Se non siamo in grado di prevedere i terremoti, figurarsi se qualcuno è in grado di prevedere se vincerà il sì o il no. Tutto è incerto e assai mobile oggi. Pensiamo al match tra Illary e Trump, che oscilla di continuo e non di poche gradazioni della scala Richter. L’unica novità è costituita dalla decisione ufficiale del Pd di cambiare lo sciagurato Italicum. Si è costituita una commissione con la presenza di un oppositore, Gianni Cuperlo, e anche se è ben vero il senso di quella vecchia massima, e cioè che “se il buon Dio non avesse voluto creare il mondo avrebbe formato una commissione”, é pur vero che stavolta la commissione non potrà partorire il topolino, altrimenti il gatto Grllo rischia di mangiarsi in un colpo solo Renzi, il governo e il Pd.

A vedere la faccia di Cuperlo che si reca in piazza con la maggioranza pidina e senza i bersaniani, e si lascia fotografare con la Boschi, pare proprio che la cosa sia fatta. I punti cardine dello sciagurato Italicum verranno cambiati. Innanzitutto l’illogico ballottaggio, come chi scrive reclama dall’inizio. Personalmente ho sempre pensato che l’istituto del ballottaggio si prestasse solo ad eleggere le persone, e cioè i presidenti e i sindaci, mai a definire i contorni di un organo elettivo. Il Pd pare aver cambiato idea sul ballottaggio perché, sondaggi alla mano, teme di far vincere le elezioni a Grillo. Non importa. L’obiettivo, alla fine, é lo stesso.
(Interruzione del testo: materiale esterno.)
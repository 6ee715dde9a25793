//! Demonstrates gating upstream calls with a cached account-credentials token.
//!
//! A mock identity provider issues the token and a mock upstream API checks the bearer header.
//! The second request is served from the in-memory store; shutdown evicts the cached entry.

// std
use std::sync::Arc;
// crates.io
use color_eyre::Result;
use httpmock::prelude::*;
use url::Url;
// self
use credential_gate::{
	gate::{CredentialGate, RequestContext},
	http::ReqwestHttpClient,
	issuer::{AccountCredentialsIssuer, ClientCredentials, IssuerDescriptor, TokenIssuer},
	reqwest::Client,
	store::{CredentialStore, MemoryStore},
};

#[tokio::main]
async fn main() -> Result<()> {
	color_eyre::install()?;

	let server = MockServer::start_async().await;
	let token_mock = server
		.mock_async(|when, then| {
			when.method(POST).path("/oauth/token");
			then.status(200).header("content-type", "application/json").body(
				"{\"access_token\":\"demo-access\",\"token_type\":\"bearer\",\"expires_in\":3599}",
			);
		})
		.await;
	let upstream_mock = server
		.mock_async(|when, then| {
			when.method(GET).path("/v2/users/me").header("authorization", "Bearer demo-access");
			then.status(200).header("content-type", "application/json").body("{\"id\":\"me\"}");
		})
		.await;
	let descriptor = IssuerDescriptor::builder()
		.token_endpoint(Url::parse(&server.url("/oauth/token"))?)
		.build()?;
	let client = Client::builder()
		.danger_accept_invalid_certs(true)
		.danger_accept_invalid_hostnames(true)
		.build()?;
	let issuer: Arc<dyn TokenIssuer> = Arc::new(AccountCredentialsIssuer::with_http_client(
		descriptor,
		ClientCredentials::new("demo-account", "demo-client", "demo-secret"),
		ReqwestHttpClient::with_client(client.clone()),
	));
	let store: Arc<dyn CredentialStore> = Arc::new(MemoryStore::default());
	let gate = CredentialGate::new(store, issuer);

	for _ in 0..2 {
		let mut ctx = RequestContext::new();

		if let Err(rejection) = gate.admit(&mut ctx).await {
			println!("Rejected with HTTP {}: {}", rejection.status, rejection.body());

			continue;
		}

		let response = ctx.authorize(client.get(server.url("/v2/users/me"))).send().await?;

		println!("Upstream answered HTTP {}: {}", response.status(), response.text().await?);
	}

	println!("Token endpoint calls: {}", token_mock.calls_async().await);
	println!("Upstream calls: {}", upstream_mock.calls_async().await);
	println!("Gate metrics: {:?}", gate.metrics());

	gate.shutdown().await?;

	Ok(())
}
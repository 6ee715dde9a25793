//! Process-held client secrets used to authenticate against the token endpoint.

// crates.io
use base64::{Engine, engine::general_purpose::STANDARD};
// self
use crate::{_prelude::*, auth::TokenSecret, error::IssueFailure};

/// Account identifier, client identifier, and client secret.
///
/// Every field is optional at construction time; a missing value only becomes a failure when a
/// fetch actually needs it, so a process can boot before its secrets are provisioned.
#[derive(Clone, Default, PartialEq, Eq)]
pub struct ClientCredentials {
	/// Account identifier sent as the `account_id` form field.
	pub account_id: Option<String>,
	/// OAuth client identifier.
	pub client_id: Option<String>,
	/// OAuth client secret.
	pub client_secret: Option<TokenSecret>,
}
impl ClientCredentials {
	/// Environment variable holding the account identifier.
	pub const ACCOUNT_ID_VAR: &'static str = "ACCOUNT_ID";
	/// Environment variable holding the client identifier.
	pub const CLIENT_ID_VAR: &'static str = "CLIENT_ID";
	/// Environment variable holding the client secret.
	pub const CLIENT_SECRET_VAR: &'static str = "CLIENT_SECRET";

	/// Creates a fully populated credential set.
	pub fn new(
		account_id: impl Into<String>,
		client_id: impl Into<String>,
		client_secret: impl Into<String>,
	) -> Self {
		Self {
			account_id: Some(account_id.into()),
			client_id: Some(client_id.into()),
			client_secret: Some(TokenSecret::new(client_secret)),
		}
	}

	/// Reads `ACCOUNT_ID`, `CLIENT_ID`, and `CLIENT_SECRET` from the process environment.
	pub fn from_env() -> Self {
		Self::from_lookup(|name| std::env::var(name).ok())
	}

	/// Same as [`ClientCredentials::from_env`] but reads variables through `lookup`.
	pub fn from_lookup<F>(lookup: F) -> Self
	where
		F: Fn(&str) -> Option<String>,
	{
		let read = |name: &str| lookup(name).filter(|value| !value.is_empty());

		Self {
			account_id: read(Self::ACCOUNT_ID_VAR),
			client_id: read(Self::CLIENT_ID_VAR),
			client_secret: read(Self::CLIENT_SECRET_VAR).map(TokenSecret::new),
		}
	}

	/// Returns the account identifier or a failure naming the missing variable.
	pub fn require_account_id(&self) -> Result<&str, IssueFailure> {
		self.account_id.as_deref().ok_or_else(|| missing(Self::ACCOUNT_ID_VAR))
	}

	/// Returns the client identifier/secret pair or a failure naming the missing variable.
	pub fn require_client(&self) -> Result<(&str, &TokenSecret), IssueFailure> {
		let client_id = self.client_id.as_deref().ok_or_else(|| missing(Self::CLIENT_ID_VAR))?;
		let client_secret =
			self.client_secret.as_ref().ok_or_else(|| missing(Self::CLIENT_SECRET_VAR))?;

		Ok((client_id, client_secret))
	}

	/// Renders an HTTP Basic `Authorization` header value from the client pair.
	pub fn basic_authorization(&self) -> Result<String, IssueFailure> {
		let (client_id, client_secret) = self.require_client()?;
		let encoded = STANDARD.encode(format!("{client_id}:{}", client_secret.expose()));

		Ok(format!("Basic {encoded}"))
	}
}
impl Debug for ClientCredentials {
	fn fmt(&self, f: &mut Formatter) -> FmtResult {
		f.debug_struct("ClientCredentials")
			.field("account_id", &self.account_id)
			.field("client_id", &self.client_id)
			.field("client_secret_set", &self.client_secret.is_some())
			.finish()
	}
}

fn missing(var: &str) -> IssueFailure {
	IssueFailure::without_status(format!("Missing required environment variable {var}."))
}

#[cfg(test)]
mod tests {
	// self
	use super::*;

	#[test]
	fn basic_authorization_encodes_client_pair() {
		let credentials = ClientCredentials::new("acct", "acct-client", "acct-secret");

		assert_eq!(
			credentials.basic_authorization().expect("Complete credentials should encode."),
			"Basic YWNjdC1jbGllbnQ6YWNjdC1zZWNyZXQ="
		);
	}

	#[test]
	fn missing_values_fail_at_use_not_at_load() {
		let credentials = ClientCredentials::from_lookup(|name| {
			(name == ClientCredentials::CLIENT_ID_VAR).then(|| "client".to_owned())
		});

		assert_eq!(credentials.client_id.as_deref(), Some("client"));

		let err = credentials.require_account_id().expect_err("Account id should be missing.");

		assert_eq!(err.status, None);
		assert!(err.message.contains("ACCOUNT_ID"));

		let err = credentials.basic_authorization().expect_err("Client secret should be missing.");

		assert!(err.message.contains("CLIENT_SECRET"));
	}

	#[test]
	fn empty_variables_count_as_missing_and_debug_hides_secret() {
		let credentials = ClientCredentials::from_lookup(|_| Some(String::new()));

		assert_eq!(credentials, ClientCredentials::default());

		let rendered = format!("{:?}", ClientCredentials::new("a", "b", "hunter2"));

		assert!(!rendered.contains("hunter2"));
	}
}
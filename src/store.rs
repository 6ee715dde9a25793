//! Storage contracts and built-in TTL stores for the cached credential.

pub mod memory;
#[cfg(feature = "redis")] pub mod redis;

pub use memory::MemoryStore;
#[cfg(feature = "redis")] pub use redis::RedisStore;

// self
use crate::{_prelude::*, auth::TokenSecret};

/// Boxed future returned by every [`CredentialStore`] operation.
pub type StoreFuture<'a, T> = Pin<Box<dyn Future<Output = Result<T, StoreError>> + 'a + Send>>;

/// Key/value contract with per-key expiry used as the source of truth for the credential.
///
/// Implementations enforce expiry natively: an expired entry must look exactly like one that was
/// never written. Writes reset the TTL countdown and reads never extend it.
pub trait CredentialStore
where
	Self: Send + Sync,
{
	/// Reads the entry stored under `key`, if present and not expired.
	fn get<'a>(&'a self, key: &'a StoreKey) -> StoreFuture<'a, Option<StoredCredential>>;

	/// Writes `value` under `key`, expiring it after `ttl`.
	fn set<'a>(
		&'a self,
		key: &'a StoreKey,
		value: TokenSecret,
		ttl: Duration,
	) -> StoreFuture<'a, ()>;

	/// Removes the entry stored under `key`. Missing keys are not an error.
	fn delete<'a>(&'a self, key: &'a StoreKey) -> StoreFuture<'a, ()>;

	/// Releases the underlying connection. Later operations fail with [`StoreError::Closed`].
	fn close(&self) -> StoreFuture<'_, ()>;
}

/// Entry returned by [`CredentialStore::get`].
#[derive(Clone, Debug, PartialEq, Eq)]
pub struct StoredCredential {
	/// Cached credential value.
	pub value: TokenSecret,
	/// Remaining time-to-live as reported by the backend; `None` when the entry never expires.
	pub ttl: Option<Duration>,
}
impl StoredCredential {
	/// Returns `true` when the backend attached an expiry to the entry.
	pub fn has_ttl(&self) -> bool {
		self.ttl.is_some()
	}
}

/// Error type produced by [`CredentialStore`] implementations.
#[derive(Clone, Debug, PartialEq, Eq, Serialize, Deserialize, ThisError)]
pub enum StoreError {
	/// Backend-level failure for the storage engine.
	#[error("Backend failure: {message}.")]
	Backend {
		/// Human-readable error payload.
		message: String,
	},
	/// The store was closed during shutdown.
	#[error("Store connection is closed.")]
	Closed,
}

/// Well-known key naming the cached credential.
#[derive(Clone, Debug, PartialEq, Eq, Hash, Serialize, Deserialize)]
pub struct StoreKey(String);
impl StoreKey {
	/// Key used when no override is configured.
	pub const DEFAULT: &'static str = "access_token";

	/// Builds a key from the provided name.
	pub fn new(name: impl Into<String>) -> Self {
		Self(name.into())
	}

	/// Returns the raw key name.
	pub fn as_str(&self) -> &str {
		&self.0
	}
}
impl Default for StoreKey {
	fn default() -> Self {
		Self::new(Self::DEFAULT)
	}
}
impl Display for StoreKey {
	fn fmt(&self, f: &mut Formatter) -> FmtResult {
		f.write_str(&self.0)
	}
}

#[cfg(test)]
mod tests {
	// self
	use super::*;
	use crate::error::Error;
	use std::error::Error as StdError;

	#[test]
	fn store_error_converts_into_crate_error_with_source() {
		let store_error = StoreError::Backend { message: "connection reset".into() };
		let err: Error = store_error.clone().into();

		assert!(matches!(err, Error::Storage(_)));
		assert!(err.to_string().contains("connection reset"));

		let source = StdError::source(&err)
			.expect("Crate error should expose the original store error as its source.");

		assert_eq!(source.to_string(), store_error.to_string());
	}

	#[test]
	fn default_key_is_well_known() {
		assert_eq!(StoreKey::default().as_str(), "access_token");
		assert_eq!(StoreKey::new("upstream").to_string(), "upstream");
	}
}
Che debba esistere per forza un vincitore, dopo elezioni politiche, è tesi altrettanto errata. Questo avviene solo in occasione di elezioni presidenziali, come tra una settimana in America, ma non in occasione di elezioni politiche, che non lo prevedono in America, né in Francia, cioè in sistemi presidenziali o semi presidenziali, né altrove. Dunque sì a un turno unico con un premio di maggioranza sotto il quale nessuno vince e si rendono necessarie coalizioni successive. Come avviene in Germania, in Grecia, in Spagna e come a volte è avvenuto nel Regno unito. Le coalizioni non sono il diavolo. Alfano non è stato l’elemento di destabilizzazione del governo. Lo è stato assai di più il Pd. Pensate che bella stabilità produrrebbe l’attuale Italicum con soli 24 seggi di maggioranza e con l’attuale situazione interna al Pd…

Infine il premio alla coalizione e non alla lista come raccomandato da gennaio nell’apposita proposta di legge dei senatori socialisti. Incredibile davvero concepire una legge a due turni con premio solo alla lista che al primo turno potrebbe conseguire non più del trenta per cento e che al secondo supera il cinquanta grazie agli elettori di altre liste, le quali non solo non si dividono il premio ma, se non hanno raggiunto il 3 per cento, non sono neppure rappresentati in Parlamento. Si formerebbe così la figura dell’elettore perdente di successo, o vincente per sconfitta. Un ossimoro politico invero tutto italiano. Attendiamo fiduciosi la proposta che uscirà dal Nazareno, poi porteremo il nostro contributo per arrivare prima del referendum a sottoscrivere un impegno solenne sul nuovo testo da presentare alla Camera dopo il referendum. Anche per sottrarre dal confronto referendario quel “combinato disposto” che non era certo un’invenzione.